* TASK REQUIREMENTS *
Find the lines below in which the string "directives" occurs. Copy each one.

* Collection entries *
'''

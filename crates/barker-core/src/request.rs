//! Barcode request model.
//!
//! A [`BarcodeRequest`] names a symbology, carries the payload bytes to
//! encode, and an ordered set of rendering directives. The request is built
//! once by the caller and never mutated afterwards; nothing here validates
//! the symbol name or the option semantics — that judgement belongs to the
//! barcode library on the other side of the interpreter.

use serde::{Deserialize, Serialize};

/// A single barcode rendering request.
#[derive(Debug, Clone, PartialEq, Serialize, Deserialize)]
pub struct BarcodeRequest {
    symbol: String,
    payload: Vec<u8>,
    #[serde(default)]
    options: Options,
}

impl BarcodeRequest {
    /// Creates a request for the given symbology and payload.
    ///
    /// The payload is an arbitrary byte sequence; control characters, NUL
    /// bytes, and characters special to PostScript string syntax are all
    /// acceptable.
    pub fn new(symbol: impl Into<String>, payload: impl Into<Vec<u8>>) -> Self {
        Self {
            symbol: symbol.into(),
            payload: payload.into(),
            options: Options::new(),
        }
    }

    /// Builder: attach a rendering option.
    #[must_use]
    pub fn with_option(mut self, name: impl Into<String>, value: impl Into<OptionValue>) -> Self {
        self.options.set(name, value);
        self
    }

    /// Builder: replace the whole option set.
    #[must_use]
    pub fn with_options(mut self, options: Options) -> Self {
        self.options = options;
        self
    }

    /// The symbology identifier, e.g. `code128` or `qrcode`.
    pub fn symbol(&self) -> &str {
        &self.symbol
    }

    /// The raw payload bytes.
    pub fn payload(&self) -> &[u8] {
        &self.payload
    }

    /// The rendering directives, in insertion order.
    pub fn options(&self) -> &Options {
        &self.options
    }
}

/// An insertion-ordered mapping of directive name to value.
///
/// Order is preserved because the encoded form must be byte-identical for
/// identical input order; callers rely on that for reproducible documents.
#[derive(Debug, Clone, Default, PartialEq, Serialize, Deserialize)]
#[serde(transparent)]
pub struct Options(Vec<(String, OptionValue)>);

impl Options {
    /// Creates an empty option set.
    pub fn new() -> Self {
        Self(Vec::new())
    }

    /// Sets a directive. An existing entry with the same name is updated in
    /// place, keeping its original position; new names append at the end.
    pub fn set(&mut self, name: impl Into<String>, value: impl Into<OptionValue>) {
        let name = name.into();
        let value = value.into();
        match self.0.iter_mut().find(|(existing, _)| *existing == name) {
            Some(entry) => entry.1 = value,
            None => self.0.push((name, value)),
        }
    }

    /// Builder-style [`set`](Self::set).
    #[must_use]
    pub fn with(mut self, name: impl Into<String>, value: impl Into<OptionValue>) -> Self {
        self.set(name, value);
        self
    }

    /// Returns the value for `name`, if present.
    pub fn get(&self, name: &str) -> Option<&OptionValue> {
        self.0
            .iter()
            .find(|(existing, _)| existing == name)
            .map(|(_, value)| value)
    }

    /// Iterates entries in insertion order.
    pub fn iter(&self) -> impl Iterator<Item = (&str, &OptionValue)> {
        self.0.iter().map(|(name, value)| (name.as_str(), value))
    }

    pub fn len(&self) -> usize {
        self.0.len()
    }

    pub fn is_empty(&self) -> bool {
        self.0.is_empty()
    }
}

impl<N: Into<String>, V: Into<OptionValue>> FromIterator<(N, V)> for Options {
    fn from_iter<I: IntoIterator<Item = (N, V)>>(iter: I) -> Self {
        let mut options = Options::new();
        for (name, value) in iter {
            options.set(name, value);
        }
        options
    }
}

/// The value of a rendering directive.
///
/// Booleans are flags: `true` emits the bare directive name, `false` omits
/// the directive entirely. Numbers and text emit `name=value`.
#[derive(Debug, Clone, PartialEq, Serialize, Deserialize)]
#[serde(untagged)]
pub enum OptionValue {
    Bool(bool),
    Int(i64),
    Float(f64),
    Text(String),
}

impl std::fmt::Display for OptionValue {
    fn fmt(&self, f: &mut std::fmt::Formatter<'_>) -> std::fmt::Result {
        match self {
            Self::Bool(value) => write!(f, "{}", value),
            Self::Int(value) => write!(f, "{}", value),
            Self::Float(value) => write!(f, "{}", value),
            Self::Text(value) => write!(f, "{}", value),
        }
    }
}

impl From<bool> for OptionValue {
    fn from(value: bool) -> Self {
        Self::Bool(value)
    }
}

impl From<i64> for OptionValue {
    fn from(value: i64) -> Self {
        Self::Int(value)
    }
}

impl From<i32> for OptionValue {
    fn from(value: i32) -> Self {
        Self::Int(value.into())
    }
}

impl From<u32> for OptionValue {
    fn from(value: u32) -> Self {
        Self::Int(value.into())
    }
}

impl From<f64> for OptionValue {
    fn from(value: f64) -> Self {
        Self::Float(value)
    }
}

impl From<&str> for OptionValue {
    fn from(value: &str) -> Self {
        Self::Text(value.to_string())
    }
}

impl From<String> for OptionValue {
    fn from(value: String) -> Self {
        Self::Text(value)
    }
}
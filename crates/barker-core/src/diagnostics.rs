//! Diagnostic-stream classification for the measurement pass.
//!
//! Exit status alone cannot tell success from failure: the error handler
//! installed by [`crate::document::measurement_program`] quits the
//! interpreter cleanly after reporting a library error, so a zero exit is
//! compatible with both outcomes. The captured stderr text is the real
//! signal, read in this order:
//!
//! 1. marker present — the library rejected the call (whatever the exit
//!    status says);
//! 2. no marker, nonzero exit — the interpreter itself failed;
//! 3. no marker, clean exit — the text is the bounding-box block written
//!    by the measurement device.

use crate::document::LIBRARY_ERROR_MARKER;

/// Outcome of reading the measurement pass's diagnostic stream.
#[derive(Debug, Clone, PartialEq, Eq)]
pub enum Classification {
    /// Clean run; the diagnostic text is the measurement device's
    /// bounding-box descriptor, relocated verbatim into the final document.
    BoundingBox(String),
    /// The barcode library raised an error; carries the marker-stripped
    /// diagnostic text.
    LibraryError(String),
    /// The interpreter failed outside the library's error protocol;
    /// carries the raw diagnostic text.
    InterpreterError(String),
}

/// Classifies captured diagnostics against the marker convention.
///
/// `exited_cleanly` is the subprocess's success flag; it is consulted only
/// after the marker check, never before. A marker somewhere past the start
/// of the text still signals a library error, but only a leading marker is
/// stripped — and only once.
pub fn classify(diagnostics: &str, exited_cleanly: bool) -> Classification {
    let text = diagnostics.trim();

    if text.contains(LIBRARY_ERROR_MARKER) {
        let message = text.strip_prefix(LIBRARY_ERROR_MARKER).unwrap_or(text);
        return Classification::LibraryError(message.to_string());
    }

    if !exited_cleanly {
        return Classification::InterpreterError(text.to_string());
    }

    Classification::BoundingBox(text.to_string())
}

'''

* YOUR RESPONSE *
//! encode, and an ordered set of rendering directives. The request is built
    /// The rendering directives, in insertion order.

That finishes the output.